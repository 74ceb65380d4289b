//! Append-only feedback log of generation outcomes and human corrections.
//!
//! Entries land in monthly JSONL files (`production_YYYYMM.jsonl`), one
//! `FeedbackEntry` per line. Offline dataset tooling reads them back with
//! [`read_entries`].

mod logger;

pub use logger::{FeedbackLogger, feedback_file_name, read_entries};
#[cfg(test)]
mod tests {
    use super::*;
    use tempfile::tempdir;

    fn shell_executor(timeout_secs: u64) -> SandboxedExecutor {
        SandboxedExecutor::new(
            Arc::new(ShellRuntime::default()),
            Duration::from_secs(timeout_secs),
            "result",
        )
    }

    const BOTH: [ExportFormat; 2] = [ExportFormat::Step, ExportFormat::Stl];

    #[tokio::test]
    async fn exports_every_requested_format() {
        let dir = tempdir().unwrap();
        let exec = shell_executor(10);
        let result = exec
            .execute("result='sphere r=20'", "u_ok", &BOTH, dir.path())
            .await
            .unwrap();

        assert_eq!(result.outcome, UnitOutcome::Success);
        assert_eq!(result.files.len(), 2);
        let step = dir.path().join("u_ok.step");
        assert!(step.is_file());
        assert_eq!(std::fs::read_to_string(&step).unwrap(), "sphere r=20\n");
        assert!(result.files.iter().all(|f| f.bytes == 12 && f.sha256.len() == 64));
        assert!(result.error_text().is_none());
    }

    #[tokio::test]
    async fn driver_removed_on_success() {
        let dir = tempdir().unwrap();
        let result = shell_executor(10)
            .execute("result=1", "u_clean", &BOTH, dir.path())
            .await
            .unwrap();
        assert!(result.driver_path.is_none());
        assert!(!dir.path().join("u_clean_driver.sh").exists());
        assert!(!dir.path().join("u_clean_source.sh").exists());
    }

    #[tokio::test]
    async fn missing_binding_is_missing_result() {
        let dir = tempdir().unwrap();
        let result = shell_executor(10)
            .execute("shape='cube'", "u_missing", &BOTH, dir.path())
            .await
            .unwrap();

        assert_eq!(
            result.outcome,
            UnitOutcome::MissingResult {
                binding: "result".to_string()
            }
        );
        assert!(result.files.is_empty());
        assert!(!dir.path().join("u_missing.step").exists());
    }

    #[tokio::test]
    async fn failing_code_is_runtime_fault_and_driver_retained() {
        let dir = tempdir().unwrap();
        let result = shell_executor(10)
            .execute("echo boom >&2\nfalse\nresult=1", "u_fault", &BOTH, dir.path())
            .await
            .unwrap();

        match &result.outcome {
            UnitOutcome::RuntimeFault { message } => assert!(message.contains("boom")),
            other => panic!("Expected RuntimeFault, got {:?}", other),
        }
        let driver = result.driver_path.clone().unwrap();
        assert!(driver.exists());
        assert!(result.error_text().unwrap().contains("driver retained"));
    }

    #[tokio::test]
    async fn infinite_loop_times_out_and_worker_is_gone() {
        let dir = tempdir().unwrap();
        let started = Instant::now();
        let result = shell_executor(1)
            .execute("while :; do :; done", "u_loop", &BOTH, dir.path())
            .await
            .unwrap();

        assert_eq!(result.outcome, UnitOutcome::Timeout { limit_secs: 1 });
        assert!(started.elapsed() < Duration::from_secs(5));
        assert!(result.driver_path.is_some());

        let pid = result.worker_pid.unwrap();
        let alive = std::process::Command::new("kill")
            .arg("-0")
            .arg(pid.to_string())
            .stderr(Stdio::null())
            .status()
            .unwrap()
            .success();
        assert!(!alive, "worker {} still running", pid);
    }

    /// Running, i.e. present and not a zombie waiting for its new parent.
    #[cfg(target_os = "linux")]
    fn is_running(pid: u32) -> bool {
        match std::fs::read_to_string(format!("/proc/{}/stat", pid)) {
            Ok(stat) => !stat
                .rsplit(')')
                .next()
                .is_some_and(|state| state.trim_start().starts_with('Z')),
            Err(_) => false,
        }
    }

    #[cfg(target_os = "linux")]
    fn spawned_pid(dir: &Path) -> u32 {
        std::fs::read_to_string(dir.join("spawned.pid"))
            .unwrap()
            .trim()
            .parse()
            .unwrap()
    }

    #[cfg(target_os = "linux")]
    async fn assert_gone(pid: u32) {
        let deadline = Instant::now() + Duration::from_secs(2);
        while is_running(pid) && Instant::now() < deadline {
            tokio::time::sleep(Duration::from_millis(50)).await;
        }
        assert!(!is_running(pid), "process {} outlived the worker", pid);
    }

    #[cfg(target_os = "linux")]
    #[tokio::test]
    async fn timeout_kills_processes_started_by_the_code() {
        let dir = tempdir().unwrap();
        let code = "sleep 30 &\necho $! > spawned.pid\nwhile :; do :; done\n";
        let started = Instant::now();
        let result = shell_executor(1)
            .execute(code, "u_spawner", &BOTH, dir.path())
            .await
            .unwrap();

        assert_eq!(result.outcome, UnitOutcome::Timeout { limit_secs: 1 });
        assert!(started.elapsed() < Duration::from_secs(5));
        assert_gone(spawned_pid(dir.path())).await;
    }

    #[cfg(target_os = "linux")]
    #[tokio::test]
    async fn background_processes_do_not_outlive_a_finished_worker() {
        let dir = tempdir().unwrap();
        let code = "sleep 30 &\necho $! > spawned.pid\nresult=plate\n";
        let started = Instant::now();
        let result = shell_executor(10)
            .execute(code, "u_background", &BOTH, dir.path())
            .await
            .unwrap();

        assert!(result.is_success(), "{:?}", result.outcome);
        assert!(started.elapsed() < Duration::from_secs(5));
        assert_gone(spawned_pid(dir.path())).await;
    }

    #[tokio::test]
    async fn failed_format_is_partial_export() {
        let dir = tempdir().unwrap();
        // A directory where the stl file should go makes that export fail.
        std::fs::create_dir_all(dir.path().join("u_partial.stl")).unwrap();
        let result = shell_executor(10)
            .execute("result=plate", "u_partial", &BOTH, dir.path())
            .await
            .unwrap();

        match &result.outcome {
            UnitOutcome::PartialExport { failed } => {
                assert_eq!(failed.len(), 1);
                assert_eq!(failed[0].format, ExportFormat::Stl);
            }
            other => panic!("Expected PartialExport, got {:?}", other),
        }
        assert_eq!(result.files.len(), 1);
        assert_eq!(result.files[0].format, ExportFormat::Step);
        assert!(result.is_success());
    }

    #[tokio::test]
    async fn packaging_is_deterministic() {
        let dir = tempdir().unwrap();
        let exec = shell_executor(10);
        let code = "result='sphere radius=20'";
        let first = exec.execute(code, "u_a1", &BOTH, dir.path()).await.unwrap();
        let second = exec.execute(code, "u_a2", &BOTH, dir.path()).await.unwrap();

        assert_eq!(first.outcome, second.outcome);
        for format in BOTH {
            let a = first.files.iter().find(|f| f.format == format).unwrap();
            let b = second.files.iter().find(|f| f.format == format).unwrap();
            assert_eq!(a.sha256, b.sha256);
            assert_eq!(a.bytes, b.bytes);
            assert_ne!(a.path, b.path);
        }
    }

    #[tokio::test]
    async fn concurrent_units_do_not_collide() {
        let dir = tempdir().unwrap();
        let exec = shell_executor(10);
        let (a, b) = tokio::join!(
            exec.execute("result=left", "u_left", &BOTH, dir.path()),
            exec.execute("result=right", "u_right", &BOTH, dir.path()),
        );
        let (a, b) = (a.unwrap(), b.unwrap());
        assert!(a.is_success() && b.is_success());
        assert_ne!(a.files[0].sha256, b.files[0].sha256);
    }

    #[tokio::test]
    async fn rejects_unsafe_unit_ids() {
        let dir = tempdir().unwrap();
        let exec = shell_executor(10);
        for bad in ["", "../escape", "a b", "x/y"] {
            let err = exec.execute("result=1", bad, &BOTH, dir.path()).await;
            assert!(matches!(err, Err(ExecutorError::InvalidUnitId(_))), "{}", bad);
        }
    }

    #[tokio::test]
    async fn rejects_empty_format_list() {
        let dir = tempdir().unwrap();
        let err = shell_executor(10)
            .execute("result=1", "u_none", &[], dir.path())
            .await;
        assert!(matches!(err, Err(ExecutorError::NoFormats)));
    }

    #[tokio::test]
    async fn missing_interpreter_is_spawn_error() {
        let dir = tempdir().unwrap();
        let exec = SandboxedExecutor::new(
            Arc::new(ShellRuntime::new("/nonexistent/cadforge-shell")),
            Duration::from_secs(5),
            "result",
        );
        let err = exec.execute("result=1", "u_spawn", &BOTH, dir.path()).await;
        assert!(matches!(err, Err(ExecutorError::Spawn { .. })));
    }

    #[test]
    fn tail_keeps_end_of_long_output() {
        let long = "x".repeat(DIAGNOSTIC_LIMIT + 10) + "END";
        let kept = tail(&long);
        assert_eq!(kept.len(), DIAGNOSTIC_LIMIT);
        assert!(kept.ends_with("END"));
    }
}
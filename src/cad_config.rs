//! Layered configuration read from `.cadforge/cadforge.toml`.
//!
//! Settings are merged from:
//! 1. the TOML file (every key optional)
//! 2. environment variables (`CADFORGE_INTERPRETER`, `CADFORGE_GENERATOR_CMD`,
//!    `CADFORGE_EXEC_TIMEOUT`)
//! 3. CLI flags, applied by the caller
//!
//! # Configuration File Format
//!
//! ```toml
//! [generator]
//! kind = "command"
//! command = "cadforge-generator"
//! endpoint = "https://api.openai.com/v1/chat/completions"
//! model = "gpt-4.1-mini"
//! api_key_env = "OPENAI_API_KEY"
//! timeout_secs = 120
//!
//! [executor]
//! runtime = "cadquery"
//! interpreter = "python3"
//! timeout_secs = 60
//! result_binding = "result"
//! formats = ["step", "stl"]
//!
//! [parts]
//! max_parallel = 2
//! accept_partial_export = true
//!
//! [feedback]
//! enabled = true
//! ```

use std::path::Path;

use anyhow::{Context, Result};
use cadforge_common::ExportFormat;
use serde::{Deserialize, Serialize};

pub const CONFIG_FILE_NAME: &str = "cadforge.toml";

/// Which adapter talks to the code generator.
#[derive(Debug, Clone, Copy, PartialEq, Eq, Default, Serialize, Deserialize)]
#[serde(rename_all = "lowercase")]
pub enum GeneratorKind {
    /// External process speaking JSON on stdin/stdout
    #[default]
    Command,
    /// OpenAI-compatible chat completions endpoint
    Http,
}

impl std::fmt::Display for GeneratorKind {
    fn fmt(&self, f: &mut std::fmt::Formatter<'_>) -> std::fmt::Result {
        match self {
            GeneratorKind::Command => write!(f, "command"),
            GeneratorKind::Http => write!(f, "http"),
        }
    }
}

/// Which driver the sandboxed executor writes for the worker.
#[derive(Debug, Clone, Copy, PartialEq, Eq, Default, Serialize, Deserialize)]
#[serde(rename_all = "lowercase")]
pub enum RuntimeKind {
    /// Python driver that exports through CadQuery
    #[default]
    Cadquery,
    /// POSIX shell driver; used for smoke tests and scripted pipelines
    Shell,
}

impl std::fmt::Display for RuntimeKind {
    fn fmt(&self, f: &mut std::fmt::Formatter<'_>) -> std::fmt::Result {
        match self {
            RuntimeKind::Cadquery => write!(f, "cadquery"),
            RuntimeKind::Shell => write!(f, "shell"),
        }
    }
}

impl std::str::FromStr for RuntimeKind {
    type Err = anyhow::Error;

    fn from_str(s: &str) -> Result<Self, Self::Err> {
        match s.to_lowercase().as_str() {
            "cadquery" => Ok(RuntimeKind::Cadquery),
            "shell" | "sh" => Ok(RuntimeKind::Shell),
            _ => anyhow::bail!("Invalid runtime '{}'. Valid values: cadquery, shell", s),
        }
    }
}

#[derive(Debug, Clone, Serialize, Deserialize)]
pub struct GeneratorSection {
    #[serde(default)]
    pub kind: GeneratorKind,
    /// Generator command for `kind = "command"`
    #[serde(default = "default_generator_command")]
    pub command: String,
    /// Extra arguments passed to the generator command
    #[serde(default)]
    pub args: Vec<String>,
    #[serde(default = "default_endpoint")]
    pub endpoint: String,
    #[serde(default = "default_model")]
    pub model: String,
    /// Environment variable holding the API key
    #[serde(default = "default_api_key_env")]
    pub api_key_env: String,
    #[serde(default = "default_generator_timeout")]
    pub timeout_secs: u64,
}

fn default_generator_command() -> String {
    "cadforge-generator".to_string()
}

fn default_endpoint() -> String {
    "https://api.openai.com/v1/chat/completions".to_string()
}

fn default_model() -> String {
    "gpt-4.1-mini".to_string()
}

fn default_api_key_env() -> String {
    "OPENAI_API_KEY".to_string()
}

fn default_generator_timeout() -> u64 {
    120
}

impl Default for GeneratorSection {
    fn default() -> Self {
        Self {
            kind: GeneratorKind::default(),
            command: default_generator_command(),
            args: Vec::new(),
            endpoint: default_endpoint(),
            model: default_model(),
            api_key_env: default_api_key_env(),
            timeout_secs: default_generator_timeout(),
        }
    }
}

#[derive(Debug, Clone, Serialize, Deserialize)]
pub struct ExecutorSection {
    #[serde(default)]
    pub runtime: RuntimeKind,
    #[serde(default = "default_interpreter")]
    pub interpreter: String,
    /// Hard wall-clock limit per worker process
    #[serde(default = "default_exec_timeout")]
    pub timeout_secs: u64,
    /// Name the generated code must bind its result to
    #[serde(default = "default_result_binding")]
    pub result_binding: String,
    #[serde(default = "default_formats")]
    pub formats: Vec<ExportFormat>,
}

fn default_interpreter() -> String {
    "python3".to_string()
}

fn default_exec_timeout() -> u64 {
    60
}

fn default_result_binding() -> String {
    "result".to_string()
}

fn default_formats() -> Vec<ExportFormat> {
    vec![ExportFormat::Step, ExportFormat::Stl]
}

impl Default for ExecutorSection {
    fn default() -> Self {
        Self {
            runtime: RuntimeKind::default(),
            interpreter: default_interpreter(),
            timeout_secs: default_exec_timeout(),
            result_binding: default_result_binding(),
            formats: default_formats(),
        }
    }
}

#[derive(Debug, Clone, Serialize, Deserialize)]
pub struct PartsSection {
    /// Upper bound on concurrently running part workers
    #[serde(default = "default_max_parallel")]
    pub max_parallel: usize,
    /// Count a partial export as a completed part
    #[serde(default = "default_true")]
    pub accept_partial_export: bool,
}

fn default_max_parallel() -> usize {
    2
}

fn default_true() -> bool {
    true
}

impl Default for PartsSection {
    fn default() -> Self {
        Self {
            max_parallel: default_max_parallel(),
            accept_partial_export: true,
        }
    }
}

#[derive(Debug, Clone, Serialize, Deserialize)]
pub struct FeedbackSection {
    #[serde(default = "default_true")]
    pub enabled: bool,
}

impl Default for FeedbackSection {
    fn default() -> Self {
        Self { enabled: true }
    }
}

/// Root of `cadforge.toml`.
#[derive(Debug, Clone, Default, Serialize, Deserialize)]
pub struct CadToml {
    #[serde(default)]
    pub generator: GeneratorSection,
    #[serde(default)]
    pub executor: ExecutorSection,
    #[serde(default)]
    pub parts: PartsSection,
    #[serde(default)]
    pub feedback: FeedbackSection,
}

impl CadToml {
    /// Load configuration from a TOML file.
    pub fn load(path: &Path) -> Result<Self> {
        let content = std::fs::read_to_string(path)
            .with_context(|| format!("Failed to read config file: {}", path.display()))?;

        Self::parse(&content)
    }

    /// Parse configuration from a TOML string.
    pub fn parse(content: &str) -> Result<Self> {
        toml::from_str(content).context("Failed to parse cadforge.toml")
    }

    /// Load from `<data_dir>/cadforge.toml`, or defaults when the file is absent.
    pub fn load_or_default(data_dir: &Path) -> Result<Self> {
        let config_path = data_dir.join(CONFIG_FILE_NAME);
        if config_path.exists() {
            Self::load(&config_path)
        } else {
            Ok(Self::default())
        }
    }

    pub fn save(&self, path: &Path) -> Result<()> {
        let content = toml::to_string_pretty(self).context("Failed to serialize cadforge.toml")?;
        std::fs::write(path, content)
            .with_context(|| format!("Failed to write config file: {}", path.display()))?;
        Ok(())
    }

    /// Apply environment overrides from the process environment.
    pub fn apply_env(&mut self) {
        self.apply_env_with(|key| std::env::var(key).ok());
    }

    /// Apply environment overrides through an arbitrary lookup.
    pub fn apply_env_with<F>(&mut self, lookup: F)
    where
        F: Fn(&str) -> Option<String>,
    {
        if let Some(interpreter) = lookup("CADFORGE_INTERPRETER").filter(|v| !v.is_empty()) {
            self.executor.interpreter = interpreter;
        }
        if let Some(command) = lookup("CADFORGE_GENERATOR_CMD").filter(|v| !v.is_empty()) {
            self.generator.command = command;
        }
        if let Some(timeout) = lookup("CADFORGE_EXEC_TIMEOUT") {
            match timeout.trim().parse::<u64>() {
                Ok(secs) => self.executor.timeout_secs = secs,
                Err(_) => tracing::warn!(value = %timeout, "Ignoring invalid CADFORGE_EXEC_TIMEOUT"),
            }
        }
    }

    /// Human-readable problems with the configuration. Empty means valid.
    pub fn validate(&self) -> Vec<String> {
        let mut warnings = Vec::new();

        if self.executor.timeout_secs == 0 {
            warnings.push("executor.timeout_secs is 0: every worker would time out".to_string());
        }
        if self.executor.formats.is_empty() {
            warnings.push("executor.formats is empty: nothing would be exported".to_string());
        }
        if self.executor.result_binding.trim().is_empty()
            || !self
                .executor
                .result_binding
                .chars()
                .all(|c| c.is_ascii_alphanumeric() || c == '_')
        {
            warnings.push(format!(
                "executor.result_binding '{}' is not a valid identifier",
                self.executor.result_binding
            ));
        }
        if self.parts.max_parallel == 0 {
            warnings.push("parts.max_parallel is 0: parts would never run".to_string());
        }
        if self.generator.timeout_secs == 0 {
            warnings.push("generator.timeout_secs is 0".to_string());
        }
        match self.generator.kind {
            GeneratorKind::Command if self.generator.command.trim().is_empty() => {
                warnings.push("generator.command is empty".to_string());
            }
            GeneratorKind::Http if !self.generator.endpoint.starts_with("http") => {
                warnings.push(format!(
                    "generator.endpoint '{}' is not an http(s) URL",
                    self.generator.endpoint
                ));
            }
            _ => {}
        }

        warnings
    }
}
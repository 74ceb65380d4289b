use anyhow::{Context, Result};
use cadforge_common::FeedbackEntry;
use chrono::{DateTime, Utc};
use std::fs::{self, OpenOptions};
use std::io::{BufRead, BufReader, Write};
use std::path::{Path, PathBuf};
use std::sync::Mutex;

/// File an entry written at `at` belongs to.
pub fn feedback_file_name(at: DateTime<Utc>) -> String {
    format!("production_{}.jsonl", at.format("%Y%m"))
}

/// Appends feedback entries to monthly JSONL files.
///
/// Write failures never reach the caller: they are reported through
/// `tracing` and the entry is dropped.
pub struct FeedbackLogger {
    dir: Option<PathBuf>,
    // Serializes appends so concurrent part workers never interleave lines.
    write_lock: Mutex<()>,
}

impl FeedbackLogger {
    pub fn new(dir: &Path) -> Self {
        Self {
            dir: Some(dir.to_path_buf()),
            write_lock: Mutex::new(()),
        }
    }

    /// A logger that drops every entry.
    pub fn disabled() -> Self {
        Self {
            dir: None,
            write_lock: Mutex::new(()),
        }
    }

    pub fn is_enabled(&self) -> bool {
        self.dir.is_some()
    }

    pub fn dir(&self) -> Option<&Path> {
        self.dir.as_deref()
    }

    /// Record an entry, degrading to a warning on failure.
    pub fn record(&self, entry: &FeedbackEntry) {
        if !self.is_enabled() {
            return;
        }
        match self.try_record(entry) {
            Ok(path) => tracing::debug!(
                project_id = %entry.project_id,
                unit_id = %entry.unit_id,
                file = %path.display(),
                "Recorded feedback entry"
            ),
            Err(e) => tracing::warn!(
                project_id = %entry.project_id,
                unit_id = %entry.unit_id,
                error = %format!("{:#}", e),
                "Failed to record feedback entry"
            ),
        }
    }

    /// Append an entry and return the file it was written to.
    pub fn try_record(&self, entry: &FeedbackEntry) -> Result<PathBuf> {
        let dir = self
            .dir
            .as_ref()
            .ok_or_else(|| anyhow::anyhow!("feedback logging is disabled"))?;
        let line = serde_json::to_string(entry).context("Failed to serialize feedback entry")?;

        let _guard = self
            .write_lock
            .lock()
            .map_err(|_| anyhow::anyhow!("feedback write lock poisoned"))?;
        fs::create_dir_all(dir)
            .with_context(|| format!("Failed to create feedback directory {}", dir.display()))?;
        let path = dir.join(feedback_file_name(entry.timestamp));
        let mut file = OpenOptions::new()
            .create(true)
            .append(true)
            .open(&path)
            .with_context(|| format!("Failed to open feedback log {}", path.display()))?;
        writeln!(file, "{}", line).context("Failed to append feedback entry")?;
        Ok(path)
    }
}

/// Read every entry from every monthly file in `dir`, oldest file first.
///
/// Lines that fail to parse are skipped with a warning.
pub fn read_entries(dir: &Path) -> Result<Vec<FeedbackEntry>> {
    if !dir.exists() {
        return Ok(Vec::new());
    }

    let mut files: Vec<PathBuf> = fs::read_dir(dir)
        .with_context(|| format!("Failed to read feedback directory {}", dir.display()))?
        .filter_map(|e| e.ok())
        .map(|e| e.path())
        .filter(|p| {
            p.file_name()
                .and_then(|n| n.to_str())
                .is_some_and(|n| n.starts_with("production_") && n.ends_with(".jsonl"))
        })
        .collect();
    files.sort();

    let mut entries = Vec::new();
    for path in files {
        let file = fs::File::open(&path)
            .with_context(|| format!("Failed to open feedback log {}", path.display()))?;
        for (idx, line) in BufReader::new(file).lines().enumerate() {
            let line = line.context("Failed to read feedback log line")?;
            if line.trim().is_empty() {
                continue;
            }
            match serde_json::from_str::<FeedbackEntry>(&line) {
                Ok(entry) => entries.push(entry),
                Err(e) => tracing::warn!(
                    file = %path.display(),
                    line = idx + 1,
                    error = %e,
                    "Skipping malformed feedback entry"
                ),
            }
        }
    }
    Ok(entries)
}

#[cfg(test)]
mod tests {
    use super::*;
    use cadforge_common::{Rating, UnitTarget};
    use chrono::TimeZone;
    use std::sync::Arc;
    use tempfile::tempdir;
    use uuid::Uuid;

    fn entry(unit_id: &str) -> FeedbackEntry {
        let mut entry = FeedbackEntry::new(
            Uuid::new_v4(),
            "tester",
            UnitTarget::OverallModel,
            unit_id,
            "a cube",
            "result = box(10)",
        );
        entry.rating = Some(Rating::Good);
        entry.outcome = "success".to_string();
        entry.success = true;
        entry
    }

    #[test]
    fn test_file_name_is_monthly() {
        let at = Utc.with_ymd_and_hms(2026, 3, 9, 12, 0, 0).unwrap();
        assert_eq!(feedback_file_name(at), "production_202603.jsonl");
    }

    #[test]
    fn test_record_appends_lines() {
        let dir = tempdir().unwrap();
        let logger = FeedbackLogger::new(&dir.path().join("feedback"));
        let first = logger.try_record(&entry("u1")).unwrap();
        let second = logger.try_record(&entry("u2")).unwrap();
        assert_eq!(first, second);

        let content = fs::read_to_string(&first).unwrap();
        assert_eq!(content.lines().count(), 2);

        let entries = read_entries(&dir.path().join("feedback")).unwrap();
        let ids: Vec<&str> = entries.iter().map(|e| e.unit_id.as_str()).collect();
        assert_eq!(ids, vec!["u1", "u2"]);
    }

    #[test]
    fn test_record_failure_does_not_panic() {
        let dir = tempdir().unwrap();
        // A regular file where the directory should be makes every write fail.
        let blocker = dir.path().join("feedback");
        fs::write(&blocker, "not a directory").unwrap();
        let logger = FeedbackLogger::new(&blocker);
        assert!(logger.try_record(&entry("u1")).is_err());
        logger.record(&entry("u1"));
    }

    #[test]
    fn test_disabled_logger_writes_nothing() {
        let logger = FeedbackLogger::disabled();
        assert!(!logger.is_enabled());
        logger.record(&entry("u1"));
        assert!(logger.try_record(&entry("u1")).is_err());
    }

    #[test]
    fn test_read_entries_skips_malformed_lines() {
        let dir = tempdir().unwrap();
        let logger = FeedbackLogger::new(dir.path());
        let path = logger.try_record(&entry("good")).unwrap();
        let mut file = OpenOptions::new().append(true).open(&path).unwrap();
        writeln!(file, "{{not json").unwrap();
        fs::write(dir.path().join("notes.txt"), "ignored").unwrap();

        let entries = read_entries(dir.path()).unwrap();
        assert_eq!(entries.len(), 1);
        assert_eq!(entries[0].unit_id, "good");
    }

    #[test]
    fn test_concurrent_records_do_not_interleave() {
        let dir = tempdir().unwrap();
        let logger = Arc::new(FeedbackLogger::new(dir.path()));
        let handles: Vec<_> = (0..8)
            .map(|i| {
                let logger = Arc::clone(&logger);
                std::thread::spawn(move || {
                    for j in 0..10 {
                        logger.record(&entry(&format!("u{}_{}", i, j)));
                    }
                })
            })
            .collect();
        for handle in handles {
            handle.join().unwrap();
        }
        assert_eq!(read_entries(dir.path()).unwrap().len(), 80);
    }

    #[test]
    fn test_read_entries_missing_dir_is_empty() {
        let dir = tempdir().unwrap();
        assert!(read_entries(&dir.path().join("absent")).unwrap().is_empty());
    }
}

• • •

▶ _Prompt_: Select the lines from the entries that include the word "through".

▶ _Solution to this exercise_:
    /// Python driver that exports through CadQuery
    /// Apply environment overrides through an arbitrary lookup.
/// Write failures never reach the caller: they are reported through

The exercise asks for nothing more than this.